(2023-08-30) Lab Notebooks: Incident Report on System Slowdown due to I/O

Warning

This is as a Lab Notebook which describes how to solve a specific problem at a specific time. Please keep this in mind as you read and use the content. Please pay close attention to the date, version information and other details.

Incident report on system slowdown caused by excessive file I/O

On the afternoon of August 28th, 2023, ICER staff received reports about slowdown across multiple development nodes on HPCC. After investigating the issue, we identified a series of jobs that were saturating the file systems transaction capacity.
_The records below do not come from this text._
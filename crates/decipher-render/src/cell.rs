#![forbid(unsafe_code)]

//! Cell types.
//!
//! One [`Cell`] per grid position: a `char` plus packed colors and attribute
//! flags. Wide glyphs occupy their leading cell; the cells they spill into
//! are marked with [`Cell::CONTINUATION_CHAR`] so presenters can skip them.

/// RGBA color packed into a `u32` (`0xRRGGBBAA`).
#[derive(Debug, Clone, Copy, PartialEq, Eq, Hash)]
#[repr(transparent)]
pub struct PackedRgba(u32);

impl PackedRgba {
    /// Opaque white.
    pub const WHITE: Self = Self::rgb(255, 255, 255);

    /// Fully transparent black.
    pub const TRANSPARENT: Self = Self(0);

    /// Create an opaque color from RGB channels.
    #[inline]
    pub const fn rgb(r: u8, g: u8, b: u8) -> Self {
        Self::rgba(r, g, b, 255)
    }

    /// Create a color from RGBA channels.
    #[inline]
    pub const fn rgba(r: u8, g: u8, b: u8, a: u8) -> Self {
        Self(((r as u32) << 24) | ((g as u32) << 16) | ((b as u32) << 8) | a as u32)
    }

    /// Red channel.
    #[inline]
    pub const fn r(self) -> u8 {
        (self.0 >> 24) as u8
    }

    /// Green channel.
    #[inline]
    pub const fn g(self) -> u8 {
        (self.0 >> 16) as u8
    }

    /// Blue channel.
    #[inline]
    pub const fn b(self) -> u8 {
        (self.0 >> 8) as u8
    }

    /// Alpha channel.
    #[inline]
    pub const fn a(self) -> u8 {
        self.0 as u8
    }
}

impl Default for PackedRgba {
    fn default() -> Self {
        Self::WHITE
    }
}

bitflags::bitflags! {
    /// Text attribute flags.
    #[derive(Debug, Clone, Copy, PartialEq, Eq, Hash)]
    pub struct StyleFlags: u8 {
        /// Bold / increased intensity.
        const BOLD = 0b0000_0001;
        /// Dim / decreased intensity.
        const DIM = 0b0000_0010;
        /// Italic text.
        const ITALIC = 0b0000_0100;
        /// Underlined text.
        const UNDERLINE = 0b0000_1000;
    }
}

impl Default for StyleFlags {
    fn default() -> Self {
        Self::empty()
    }
}

/// One grid position: glyph, colors, attributes.
#[derive(Debug, Clone, Copy, PartialEq, Eq)]
pub struct Cell {
    /// The displayed glyph. `' '` for empty cells.
    pub ch: char,
    /// Foreground color.
    pub fg: PackedRgba,
    /// Background color.
    pub bg: PackedRgba,
    /// Attribute flags.
    pub attrs: StyleFlags,
}

impl Cell {
    /// Marker stored in the trailing cell of a double-width glyph.
    pub const CONTINUATION_CHAR: char = '\0';

    /// An empty cell: space, white on transparent, no attributes.
    pub const EMPTY: Self = Self {
        ch: ' ',
        fg: PackedRgba::WHITE,
        bg: PackedRgba::TRANSPARENT,
        attrs: StyleFlags::empty(),
    };

    /// Create a cell holding `ch` with default colors and no attributes.
    #[inline]
    pub const fn from_char(ch: char) -> Self {
        Self {
            ch,
            fg: PackedRgba::WHITE,
            bg: PackedRgba::TRANSPARENT,
            attrs: StyleFlags::empty(),
        }
    }

    /// Whether this cell is the spill-over of a wide glyph to its left.
    #[inline]
    pub const fn is_continuation(&self) -> bool {
        self.ch == Self::CONTINUATION_CHAR
    }
}

impl Default for Cell {
    fn default() -> Self {
        Self::EMPTY
    }
}

#[cfg(test)]
mod tests {
    use super::*;

    #[test]
    fn rgba_round_trips_channels() {
        let c = PackedRgba::rgba(1, 2, 3, 4);
        assert_eq!((c.r(), c.g(), c.b(), c.a()), (1, 2, 3, 4));
    }

    #[test]
    fn rgb_is_opaque() {
        assert_eq!(PackedRgba::rgb(10, 20, 30).a(), 255);
    }

    #[test]
    fn default_cell_is_empty() {
        let cell = Cell::default();
        assert_eq!(cell, Cell::EMPTY);
        assert_eq!(cell.ch, ' ');
        assert!(cell.attrs.is_empty());
        assert!(!cell.is_continuation());
    }

    #[test]
    fn continuation_marker() {
        let cell = Cell::from_char(Cell::CONTINUATION_CHAR);
        assert!(cell.is_continuation());
    }

    #[test]
    fn flags_combine() {
        let flags = StyleFlags::BOLD | StyleFlags::UNDERLINE;
        assert!(flags.contains(StyleFlags::BOLD));
        assert!(!flags.contains(StyleFlags::DIM));
    }
}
Cancelling these jobs resolved the slowdown and further investigation found previous runs of these jobs are correlated with reported slowdown incidents since late July.

Based on our own investigation and working with the user to correct the behavior of the causative jobs, we have identified a number of factors which we believe contributed to the slowdown. We will discuss these below both as an explanation of the incident and as reference for HPCC users to review in order to avoid creating jobs with similar issues in the future.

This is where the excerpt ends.